[Exercise materials]
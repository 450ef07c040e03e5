//! The boundary to the external text-editing widget.
//!
//! The adapter only talks to these traits; the FLTK binding in `ui::code_editor`
//! implements them for the shipped binary and tests use an in-memory fake.

use std::rc::Rc;

use serde::{Deserialize, Serialize};

use crate::app::domain::{Pattern, SupportedLanguage, ThemeMode};
use crate::app::infrastructure::error::Result;
use crate::app::theme::EditorScheme;

/// Class name attached to pattern highlight decorations.
pub const PATTERN_HIGHLIGHT_CLASS: &str = "pattern-highlight";

pub type DecorationId = u64;

/// Receives the full buffer text. Shared so a widget can call it without
/// holding a borrow, which lets a listener edit the same widget.
pub type ChangeListener = Rc<dyn Fn(&str)>;

/// Inclusive, 1-based line range. Not clamped to the buffer.
#[derive(Debug, Clone, Copy, PartialEq, Eq, Hash)]
pub struct LineRange {
    pub start: u32,
    pub end: u32,
}

impl LineRange {
    pub fn new(start: u32, end: u32) -> Self {
        Self { start, end }
    }

    pub fn contains(&self, line: u32) -> bool {
        self.start <= line && line <= self.end
    }
}

/// Whole-line decoration over `range`.
#[derive(Debug, Clone, PartialEq, Eq)]
pub struct Decoration {
    pub range: LineRange,
    pub class_name: String,
    pub hover_message: Option<String>,
}

impl Decoration {
    pub fn for_pattern(pattern: &Pattern) -> Self {
        Self {
            range: LineRange::new(pattern.line_start, pattern.line_end),
            class_name: PATTERN_HIGHLIGHT_CLASS.to_string(),
            hover_message: Some(pattern.label()),
        }
    }
}

fn default_height() -> u32 {
    600
}

/// Host-facing configuration for one editor instance.
#[derive(Debug, Clone, PartialEq, Serialize, Deserialize)]
pub struct EditorConfig {
    #[serde(default)]
    pub language: SupportedLanguage,
    #[serde(default)]
    pub initial_code: String,
    #[serde(default)]
    pub read_only: bool,
    /// Display height in pixels.
    #[serde(default = "default_height")]
    pub height: u32,
    /// Mode used when no palette switch was requested before the widget exists.
    #[serde(default)]
    pub mode: ThemeMode,
    #[serde(default)]
    pub patterns: Vec<Pattern>,
}

impl Default for EditorConfig {
    fn default() -> Self {
        Self {
            language: SupportedLanguage::default(),
            initial_code: String::new(),
            read_only: false,
            height: default_height(),
            mode: ThemeMode::default(),
            patterns: Vec::new(),
        }
    }
}

/// Everything the widget needs at creation time.
#[derive(Debug, Clone, PartialEq)]
pub struct WidgetOptions {
    pub value: String,
    pub language: SupportedLanguage,
    pub scheme: String,
    pub read_only: bool,
    pub height: u32,
    /// CSS-style font stack, e.g. `"JetBrains Mono", monospace`.
    pub font_family: String,
    pub font_size: u32,
    pub line_numbers: bool,
}

impl WidgetOptions {
    pub fn new(config: &EditorConfig, scheme: String, font_family: &str) -> Self {
        Self {
            value: config.initial_code.clone(),
            language: config.language,
            scheme,
            read_only: config.read_only,
            height: config.height,
            font_family: font_family.to_string(),
            font_size: 14,
            line_numbers: true,
        }
    }
}

/// One live editor instance.
pub trait EditorWidget {
    fn value(&self) -> String;

    /// Replace the buffer. Fires the change listener like a user edit, except
    /// that a widget may stay silent when nothing was inserted or deleted.
    fn set_value(&mut self, text: &str);

    /// Install the single content listener. It receives the full text once per
    /// edit batch and may be re-entered from inside its own call.
    fn set_change_listener(&mut self, listener: ChangeListener);

    /// Switch to a scheme previously registered with the library.
    fn set_scheme(&mut self, scheme_id: &str);

    /// Remove `old` and add `new` in one step, returning the ids of `new`.
    fn delta_decorations(&mut self, old: &[DecorationId], new: &[Decoration]) -> Vec<DecorationId>;

    fn focus(&mut self);

    fn dispose(&mut self);
}

/// A loaded widget library. Handles are cheap to clone and shared by every
/// adapter once the single load finishes.
pub trait WidgetLibrary: Clone + 'static {
    type Container: Clone;
    type Widget: EditorWidget + 'static;

    /// Register (or replace) a named color scheme.
    fn define_scheme(&self, scheme: &EditorScheme);

    fn create(&self, container: &Self::Container, options: &WidgetOptions) -> Result<Self::Widget>;
}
[/Exercise materials]
Every line from the top of the material through the line containing "pub const PATTERN_HIGHLIGHT_CLASS: &str" must be transcribed exactly, and no other line may appear.

repository 450ef07c040e03e5
//! The boundary to the external text-editing widget.
//!
//! The adapter only talks to these traits; the FLTK binding in `ui::code_editor`
//! implements them for the shipped binary and tests use an in-memory fake.

use std::rc::Rc;

use serde::{Deserialize, Serialize};

use crate::app::domain::{Pattern, SupportedLanguage, ThemeMode};
use crate::app::infrastructure::error::Result;
use crate::app::theme::EditorScheme;

/// Class name attached to pattern highlight decorations.
pub const PATTERN_HIGHLIGHT_CLASS: &str = "pattern-highlight";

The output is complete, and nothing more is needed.